Consolidation wave looms: Data centres running hot, but bit players to fold into big bytes in India
While demand remains strong, scale, funding strength and diversified customers will determine who survives in the market, according to experts. Consolidation has not yet begun at scale, but it is likely once the current expansion cycle stabilises, they said.
“Operators with the right real estate, scalable power access and AI (artificial intelligence)-ready infrastructure will be positioned to lead-while sub scale and single-market players may become acquisition targets,” said Shilpa Malaiya Singhai, managing director, TMT, at Alvarez & Marsal India.
She said the industry was still in a capacity-building phase but not all operators would be able to compete in the long-term and would be bought out.
According to S Anjani Kumar, partner at Monitor Deloitte India, a company may get acquired if it helps a larger player enter a new market quickly. For example, if a big data centre firm wants to expand into a new state and a smaller player already has an operational facility there, buying it could save time and speed up market entry.
Similarly, if the smaller company has strong, existing clients that can be retained and upgraded from central processing unit to graphic processing unit services, the buyer gains ready business instead of starting from scratch.
Dhruv Soni, APAC lead for telecom and media strategy at Indra Sistemas, a Spanish IT company, said consolidation could happen if smaller data centre operators struggle to sustain themselves. He warned that when facilities are built too quickly, supply can exceed demand. “If they are built overnight, typically you build over capacity. So, the availability is very high, but utilisation is very low,” he said.

Scale, funding strength set to play a role in deciding who survives in India’s ‘attractive’ mkt
According to him, smaller operators may find it difficult to survive during this period because returns take time to improve. Larger telecom companies could step in and acquire such assets. “A player like Jio will go around and buy 10-20 data centres across 10-20 states of India,” he said, suggesting bigger players may buy regional facilities to expand their network presence while smaller operators struggle to scale up.
“The risk lies with operators dependent on a single large tenant or lacking scale advantages,” said Vinish Bawa, partner and leader for telecom at PwC India. Even as consolidation risks increase, demand fundamentals remain strong. “In mature tier-1 markets such as Mumbai and Chennai, stabilised facilities typically operate in the 65-80% utilisation range, and the demand for data centres is going to be upwards from here,” Bawa said. He added that the current expansion reflects “forward commitments from hyperscalers, AI workloads and enterprise cloud migration”.
A&M said demand in major data centre hubs is very strong. Singhai said vacancy in key markets fell to 4.3% in the first half of 2025, calling it “essentially a sell-out environment for multi MW blocks”. She added that demand during this period was higher than new supply, showing that the expansion is backed by real customer needs. Most of this growth is being driven by hyperscalers and AI workloads, which require more power and larger capacity.

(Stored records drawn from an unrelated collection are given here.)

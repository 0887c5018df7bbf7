//! # Error Types: Structured Error Hierarchy
//!
//! Defines the error types shared across dshape. All errors use `thiserror`
//! for derive-based `Display` and `Error` implementations.
//!
//! ## Design
//!
//! - Document problems (unreadable file, unparseable content) are errors.
//!   A document that parses but does not conform to its schema is *not* an
//!   error: it is a rejected validation result.
//! - Schema definition errors carry the schema path where the contradiction
//!   was found and the reason.

use thiserror::Error;

/// Top-level error type for dshape.
#[derive(Error, Debug)]
pub enum DshapeError {
    /// A document could not be loaded.
    #[error("document error: {0}")]
    Document(#[from] DocumentError),

    /// A schema is self-contradictory or ambiguous.
    #[error("schema definition error: {0}")]
    SchemaDefinition(String),

    /// IO error.
    #[error("io error: {0}")]
    Io(#[from] std::io::Error),
}

/// Error while reading or parsing a document file.
#[derive(Error, Debug)]
pub enum DocumentError {
    /// The file could not be read.
    #[error("cannot read '{path}': {source}")]
    Read {
        /// Path of the document.
        path: String,
        /// Underlying IO error.
        #[source]
        source: std::io::Error,
    },

    /// The content is not valid in its declared format.
    #[error("invalid {format} in '{path}': {reason}")]
    Parse {
        /// Path (or label) of the document.
        path: String,
        /// Format the content was parsed as.
        format: &'static str,
        /// Parser message.
        reason: String,
    },

    /// YAML content uses features with no JSON equivalent.
    #[error("'{path}' cannot be represented as a JSON value tree: {reason}")]
    Conversion {
        /// Path (or label) of the document.
        path: String,
        /// Reason the conversion failed.
        reason: String,
    },
}
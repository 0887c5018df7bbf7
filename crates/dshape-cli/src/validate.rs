//! # Validate Subcommand
//!
//! Validates one or more documents against a schema and reports every
//! violation found.
//!
//! ## Usage
//!
//! ```bash
//! # Check a deployment descriptor with the built-in schema:
//! dshape validate --schema builtin:deployment serverless.yml
//!
//! # Reject undeclared keys, machine-readable report:
//! dshape validate --schema schemas/http.yml --strict --format json a.yml b.json
//! ```
//!
//! Exit code 0 when every document is accepted, 1 when any is rejected.

use std::path::PathBuf;

use anyhow::Result;
use clap::{Args, ValueEnum};
use serde::{Deserialize, Serialize};

use dshape_core::load_document;
use dshape_schema::{ValidationResult, Violation};

use crate::config::CliConfig;
use crate::{load_schema, schema_reference, validator_options};

/// Arguments for the validate subcommand.
#[derive(Args, Debug)]
pub struct ValidateArgs {
    /// Schema: a description file, `builtin:deployment` or `builtin:plugin`.
    #[arg(long)]
    pub schema: Option<String>,

    /// Reject keys the schema does not declare.
    #[arg(long)]
    pub strict: bool,

    /// Report format.
    #[arg(long, value_enum)]
    pub format: Option<ReportFormat>,

    /// Documents to validate (JSON or YAML, chosen by extension).
    #[arg(required = true)]
    pub documents: Vec<PathBuf>,
}

/// How validation results are printed.
#[derive(Debug, Clone, Copy, Default, PartialEq, Eq, ValueEnum, Deserialize)]
#[serde(rename_all = "lowercase")]
pub enum ReportFormat {
    /// One line per document, violations indented below.
    #[default]
    Text,
    /// A JSON array with one report per document.
    Json,
}

/// Validation outcome for one document.
#[derive(Debug, Clone, PartialEq, Serialize)]
pub struct DocumentReport {
    /// Path of the document, as given.
    pub document: String,
    /// Whether the document conforms.
    pub accepted: bool,
    /// Every violation, in traversal order.
    pub violations: Vec<Violation>,
}

impl DocumentReport {
    /// Build a report from a validation result.
    pub fn new(document: impl Into<String>, result: &ValidationResult) -> Self {
        Self {
            document: document.into(),
            accepted: result.is_accepted(),
            violations: result.violations().to_vec(),
        }
    }
}

/// Execute the validate subcommand.
pub fn run_validate(args: &ValidateArgs, config: &CliConfig) -> Result<u8> {
    let reference = schema_reference(args.schema.as_deref(), config)?;
    let schema = load_schema(reference)?;
    let options = validator_options(args.strict, config);
    let format = args.format.or(config.format).unwrap_or_default();

    let mut reports = Vec::with_capacity(args.documents.len());
    for path in &args.documents {
        let document = load_document(path)?;
        let result = schema.validate_with(&document, &options);
        tracing::info!(
            document = %path.display(),
            accepted = result.is_accepted(),
            violations = result.violations().len(),
            "validated"
        );
        reports.push(DocumentReport::new(path.display().to_string(), &result));
    }

    match format {
        ReportFormat::Text => {
            for report in &reports {
                print!("{}", render_text(report));
            }
        }
        ReportFormat::Json => println!("{}", render_json(&reports)?),
    }

    Ok(exit_code(&reports))
}

/// 0 if every report is accepted, 1 otherwise.
pub fn exit_code(reports: &[DocumentReport]) -> u8 {
    if reports.iter().all(|r| r.accepted) {
        0
    } else {
        1
    }
}

/// Text rendering of one report, newline-terminated.
pub fn render_text(report: &DocumentReport) -> String {
    if report.accepted {
        return format!("{}: ok\n", report.document);
    }
    let count = report.violations.len();
    let noun = if count == 1 { "violation" } else { "violations" };
    let mut out = format!("{}: {count} {noun}\n", report.document);
    for violation in &report.violations {
        for line in violation.to_string().lines() {
            out.push_str("  ");
            out.push_str(line);
            out.push('\n');
        }
    }
    out
}

/// JSON rendering of all reports.
pub fn render_json(reports: &[DocumentReport]) -> Result<String> {
    Ok(serde_json::to_string_pretty(reports)?)
}
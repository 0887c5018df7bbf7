//! # dshape-core: Foundational Types for Shape Validation
//!
//! The leaf crate of the dshape workspace. It defines the vocabulary every
//! other crate uses to talk about documents: where a value sits inside a
//! document, what shape a value has, and how a document file becomes a
//! value tree.
//!
//! ## Key Design Principles
//!
//! 1. **Documents are `serde_json::Value` trees.** JSON and YAML inputs are
//!    both converted into the same tree before any validation happens, so
//!    validation never depends on the original serialization.
//!
//! 2. **Paths are structured.** A [`FieldPath`] is a sequence of key and
//!    index steps, not a preformatted string. Rendering (`.a.b[0]` or JSON
//!    Pointer) happens at the edges.
//!
//! 3. **Shapes describe, they do not judge.** [`Shape`] reports what a value
//!    *is*; deciding whether that is acceptable is the validator's job.
//!
//! ## Crate Policy
//!
//! - No dependencies on other `dshape-*` crates (this is the leaf of the DAG).
//! - No `unsafe` code.
//! - No `panic!()` or `.unwrap()` outside tests.

pub mod document;
pub mod error;
pub mod path;
pub mod shape;

// Re-export primary types for ergonomic imports.
pub use document::{load_document, parse_document, yaml_to_json_value, DocumentFormat};
pub use error::{DocumentError, DshapeError};
pub use path::{FieldPath, PathSegment};
pub use shape::Shape;
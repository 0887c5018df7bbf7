//! # Field Constraints
//!
//! Rules relating sibling fields of one object, beyond their individual
//! shapes. A field is *present* when its key exists and its value is not
//! `null`.
//!
//! Constraints run only after every declared field of the object has
//! type-checked, and they see the object after defaults were filled in.
//! Violations are reported at the object's own path.

use std::fmt;

use serde::Deserialize;
use serde_json::{Map, Value};

/// A rule over sibling fields.
#[derive(Debug, Clone, PartialEq, Deserialize)]
#[serde(rename_all = "snake_case")]
pub enum FieldConstraint {
    /// Exactly one of the fields is present.
    ExactlyOneOf(Vec<String>),
    /// At most one of the fields is present.
    MutuallyExclusive(Vec<String>),
    /// At least one of the fields is present.
    AtLeastOneOf(Vec<String>),
    /// `field` is present whenever `when` equals `equals`.
    RequiredIf {
        /// The conditionally required field.
        field: String,
        /// The field whose value triggers the requirement.
        when: String,
        /// The triggering value.
        equals: Value,
    },
    /// When `field` is present, every field in `requires` is present too.
    Requires {
        /// The field whose presence triggers the requirement.
        field: String,
        /// Fields that must accompany it.
        requires: Vec<String>,
    },
}

fn owned<I, S>(fields: I) -> Vec<String>
where
    I: IntoIterator<Item = S>,
    S: Into<String>,
{
    fields.into_iter().map(Into::into).collect()
}

fn is_present(object: &Map<String, Value>, field: &str) -> bool {
    object.get(field).is_some_and(|v| !v.is_null())
}

impl FieldConstraint {
    /// Exactly one of `fields` must be present.
    pub fn exactly_one_of<I, S>(fields: I) -> Self
    where
        I: IntoIterator<Item = S>,
        S: Into<String>,
    {
        FieldConstraint::ExactlyOneOf(owned(fields))
    }

    /// At most one of `fields` may be present.
    pub fn mutually_exclusive<I, S>(fields: I) -> Self
    where
        I: IntoIterator<Item = S>,
        S: Into<String>,
    {
        FieldConstraint::MutuallyExclusive(owned(fields))
    }

    /// At least one of `fields` must be present.
    pub fn at_least_one_of<I, S>(fields: I) -> Self
    where
        I: IntoIterator<Item = S>,
        S: Into<String>,
    {
        FieldConstraint::AtLeastOneOf(owned(fields))
    }

    /// `field` is required when `when` equals `equals`.
    pub fn required_if(
        field: impl Into<String>,
        when: impl Into<String>,
        equals: impl Into<Value>,
    ) -> Self {
        FieldConstraint::RequiredIf {
            field: field.into(),
            when: when.into(),
            equals: equals.into(),
        }
    }

    /// Presence of `field` requires presence of each of `requires`.
    pub fn requires<I, S>(field: impl Into<String>, requires: I) -> Self
    where
        I: IntoIterator<Item = S>,
        S: Into<String>,
    {
        FieldConstraint::Requires {
            field: field.into(),
            requires: owned(requires),
        }
    }

    /// Every field name the constraint mentions.
    pub fn referenced_fields(&self) -> Vec<&str> {
        match self {
            FieldConstraint::ExactlyOneOf(fields)
            | FieldConstraint::MutuallyExclusive(fields)
            | FieldConstraint::AtLeastOneOf(fields) => fields.iter().map(String::as_str).collect(),
            FieldConstraint::RequiredIf { field, when, .. } => vec![field.as_str(), when.as_str()],
            FieldConstraint::Requires { field, requires } => std::iter::once(field.as_str())
                .chain(requires.iter().map(String::as_str))
                .collect(),
        }
    }

    /// Fields whose presence the constraint counts. A default on any of
    /// these would make the constraint trivially true or false.
    pub fn presence_counted_fields(&self) -> Vec<&str> {
        match self {
            FieldConstraint::ExactlyOneOf(fields)
            | FieldConstraint::MutuallyExclusive(fields)
            | FieldConstraint::AtLeastOneOf(fields) => fields.iter().map(String::as_str).collect(),
            FieldConstraint::RequiredIf { field, .. } => vec![field.as_str()],
            FieldConstraint::Requires { requires, .. } => {
                requires.iter().map(String::as_str).collect()
            }
        }
    }

    /// The field set of a set constraint, `None` for the others.
    pub(crate) fn field_set(&self) -> Option<&[String]> {
        match self {
            FieldConstraint::ExactlyOneOf(fields)
            | FieldConstraint::MutuallyExclusive(fields)
            | FieldConstraint::AtLeastOneOf(fields) => Some(fields),
            _ => None,
        }
    }

    /// Evaluate against an object. Returns a description of what was found
    /// when the constraint does not hold.
    pub fn check(&self, object: &Map<String, Value>) -> Option<String> {
        match self {
            FieldConstraint::ExactlyOneOf(fields) => {
                let present = present_fields(object, fields);
                match present.len() {
                    1 => None,
                    0 => Some("none of them".to_string()),
                    _ => Some(found(&present)),
                }
            }
            FieldConstraint::MutuallyExclusive(fields) => {
                let present = present_fields(object, fields);
                (present.len() > 1).then(|| found(&present))
            }
            FieldConstraint::AtLeastOneOf(fields) => {
                let present = present_fields(object, fields);
                present.is_empty().then(|| "none of them".to_string())
            }
            FieldConstraint::RequiredIf {
                field,
                when,
                equals,
            } => {
                let triggered = object.get(when) == Some(equals);
                (triggered && !is_present(object, field))
                    .then(|| format!("'{field}' not provided while '{when}' is {equals}"))
            }
            FieldConstraint::Requires { field, requires } => {
                if !is_present(object, field) {
                    return None;
                }
                let missing: Vec<&str> = requires
                    .iter()
                    .map(String::as_str)
                    .filter(|r| !is_present(object, r))
                    .collect();
                (!missing.is_empty())
                    .then(|| format!("'{field}' provided without {}", missing.join(", ")))
            }
        }
    }
}

fn present_fields<'a>(object: &Map<String, Value>, fields: &'a [String]) -> Vec<&'a str> {
    fields
        .iter()
        .map(String::as_str)
        .filter(|f| is_present(object, f))
        .collect()
}

fn found(present: &[&str]) -> String {
    format!("{} of them ({})", present.len(), present.join(", "))
}

impl fmt::Display for FieldConstraint {
    fn fmt(&self, f: &mut fmt::Formatter<'_>) -> fmt::Result {
        match self {
            FieldConstraint::ExactlyOneOf(fields) => {
                write!(f, "exactly one of [{}]", fields.join(", "))
            }
            FieldConstraint::MutuallyExclusive(fields) => {
                write!(f, "at most one of [{}]", fields.join(", "))
            }
            FieldConstraint::AtLeastOneOf(fields) => {
                write!(f, "at least one of [{}]", fields.join(", "))
            }
            FieldConstraint::RequiredIf {
                field,
                when,
                equals,
            } => write!(f, "'{field}' required when '{when}' is {equals}"),
            FieldConstraint::Requires { field, requires } => {
                write!(f, "'{field}' requires [{}]", requires.join(", "))
            }
        }
    }
}

#[cfg(test)]
mod tests {
    use super::*;
    use serde_json::json;

    fn object(value: Value) -> Map<String, Value> {
        match value {
            Value::Object(map) => map,
            other => panic!("not an object: {other}"),
        }
    }

    #[test]
    fn exactly_one_of() {
        let c = FieldConstraint::exactly_one_of(["name", "arn"]);
        assert_eq!(c.check(&object(json!({"name": "a"}))), None);
        assert_eq!(c.check(&object(json!({"arn": "a"}))), None);
        assert_eq!(
            c.check(&object(json!({}))).as_deref(),
            Some("none of them")
        );
        assert_eq!(
            c.check(&object(json!({"name": "a", "arn": "b"}))).as_deref(),
            Some("2 of them (name, arn)")
        );
    }

    #[test]
    fn null_counts_as_absent() {
        let c = FieldConstraint::exactly_one_of(["name", "arn"]);
        assert_eq!(c.check(&object(json!({"name": "a", "arn": null}))), None);
        assert!(c.check(&object(json!({"name": null}))).is_some());
    }

    #[test]
    fn mutually_exclusive_allows_none() {
        let c = FieldConstraint::mutually_exclusive(["include", "patterns"]);
        assert_eq!(c.check(&object(json!({}))), None);
        assert_eq!(c.check(&object(json!({"include": []}))), None);
        assert!(c.check(&object(json!({"include": [], "patterns": []}))).is_some());
    }

    #[test]
    fn at_least_one_of() {
        let c = FieldConstraint::at_least_one_of(["prefix", "suffix"]);
        assert!(c.check(&object(json!({}))).is_some());
        assert_eq!(c.check(&object(json!({"suffix": ".jpg"}))), None);
    }

    #[test]
    fn required_if_triggers_on_exact_value() {
        let c = FieldConstraint::required_if("userPoolArn", "type", "cognito");
        assert!(c.check(&object(json!({"type": "cognito"}))).is_some());
        assert_eq!(c.check(&object(json!({"type": "oidc"}))), None);
        assert_eq!(
            c.check(&object(json!({"type": "cognito", "userPoolArn": "arn"}))),
            None
        );
    }

    #[test]
    fn requires_lists_missing_companions() {
        let c = FieldConstraint::requires("sseCustomerKey", ["sseCustomerAlgorithim", "sseCustomerKeyMD5"]);
        assert_eq!(c.check(&object(json!({}))), None);
        assert_eq!(
            c.check(&object(json!({"sseCustomerKey": "k", "sseCustomerKeyMD5": "m"})))
                .as_deref(),
            Some("'sseCustomerKey' provided without sseCustomerAlgorithim")
        );
    }

    #[test]
    fn display_forms() {
        assert_eq!(
            FieldConstraint::exactly_one_of(["name", "arn"]).to_string(),
            "exactly one of [name, arn]"
        );
        assert_eq!(
            FieldConstraint::required_if("b", "a", "v").to_string(),
            r#"'b' required when 'a' is "v""#
        );
    }

    #[test]
    fn presence_counted_fields_exclude_triggers() {
        let c = FieldConstraint::required_if("b", "a", true);
        assert_eq!(c.presence_counted_fields(), ["b"]);
        assert_eq!(c.referenced_fields(), ["b", "a"]);
        let c = FieldConstraint::requires("a", ["b", "c"]);
        assert_eq!(c.presence_counted_fields(), ["b", "c"]);
    }

    #[test]
    fn deserialize_from_description() {
        let c: FieldConstraint = serde_json::from_value(json!({"exactly_one_of": ["name", "arn"]})).unwrap();
        assert_eq!(c, FieldConstraint::exactly_one_of(["name", "arn"]));
        let c: FieldConstraint = serde_json::from_value(
            json!({"required_if": {"field": "b", "when": "a", "equals": 1}}),
        )
        .unwrap();
        assert_eq!(c, FieldConstraint::required_if("b", "a", 1));
    }
}
fn compile_node(
    node: &mut SchemaNode,
    path: &str,
    stats: &mut CompileStats,
) -> Result<(), SchemaDefinitionError> {
    match node {
        SchemaNode::String
        | SchemaNode::Number
        | SchemaNode::Integer
        | SchemaNode::Boolean
        | SchemaNode::Any => Ok(()),
        SchemaNode::Enum { values } => check_enum(values, path),
        SchemaNode::Object(object) => {
            stats.objects += 1;
            stats.constraints += object.constraints.len();
            compile_object(object, path, stats)
        }
        SchemaNode::Array(array) => {
            if let (Some(min), Some(max)) = (array.min_len, array.max_len) {
                if min > max {
                    return Err(SchemaDefinitionError::InvalidLength {
                        path: path.to_string(),
                        reason: format!("min_len {min} exceeds max_len {max}"),
                    });
                }
            }
            compile_node(&mut array.items, &format!("{path}[]"), stats)
        }
        SchemaNode::Tuple(tuple) => {
            if let Some(min) = tuple.min_len {
                if tuple.rest.is_none() && min > tuple.prefix.len() {
                    return Err(SchemaDefinitionError::InvalidLength {
                        path: path.to_string(),
                        reason: format!(
                            "min_len {min} exceeds the {} prefix elements of a tuple without rest",
                            tuple.prefix.len()
                        ),
                    });
                }
            }
            for (i, element) in tuple.prefix.iter_mut().enumerate() {
                compile_node(element, &format!("{path}[{i}]"), stats)?;
            }
            if let Some(rest) = tuple.rest.as_mut() {
                compile_node(rest, &format!("{path}[..]"), stats)?;
            }
            Ok(())
        }
        SchemaNode::Union(union) => {
            stats.unions += 1;
            flatten_union(union);
            if union.alternatives.is_empty() {
                return Err(SchemaDefinitionError::EmptyUnion {
                    path: path.to_string(),
                });
            }
            for (i, alternative) in union.alternatives.iter_mut().enumerate() {
                compile_node(alternative, &format!("{path}<{i}>"), stats)?;
            }
            check_distinguishable(union, path)
        }
    }
}

fn check_enum(values: &[Value], path: &str) -> Result<(), SchemaDefinitionError> {
    if values.is_empty() {
        return Err(SchemaDefinitionError::EmptyEnum {
            path: path.to_string(),
        });
    }
    for (i, literal) in values.iter().enumerate() {
        if literal.is_array() || literal.is_object() {
            return Err(SchemaDefinitionError::NonScalarLiteral {
                path: path.to_string(),
                literal: literal.to_string(),
            });
        }
        if values[..i].contains(literal) {
            return Err(SchemaDefinitionError::DuplicateLiteral {
                path: path.to_string(),
                literal: literal.to_string(),
            });
        }
    }
    Ok(())
}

Soni said higher data usage, the rollout of 5G and expansion of fibre networks are increasing the need for computing closer to users. “The required compute and the required consumption has increased significantly,” he said. This means companies will need more data centres located near customers to ensure faster services.
On growth outside major cities, PwC said edge computing in smaller cities is still at an early stage and is more about long-term planning than large-scale demand. A&M, however, said some tier-2 cities are starting to see real traction, though most demand is still concentrated in large hubs.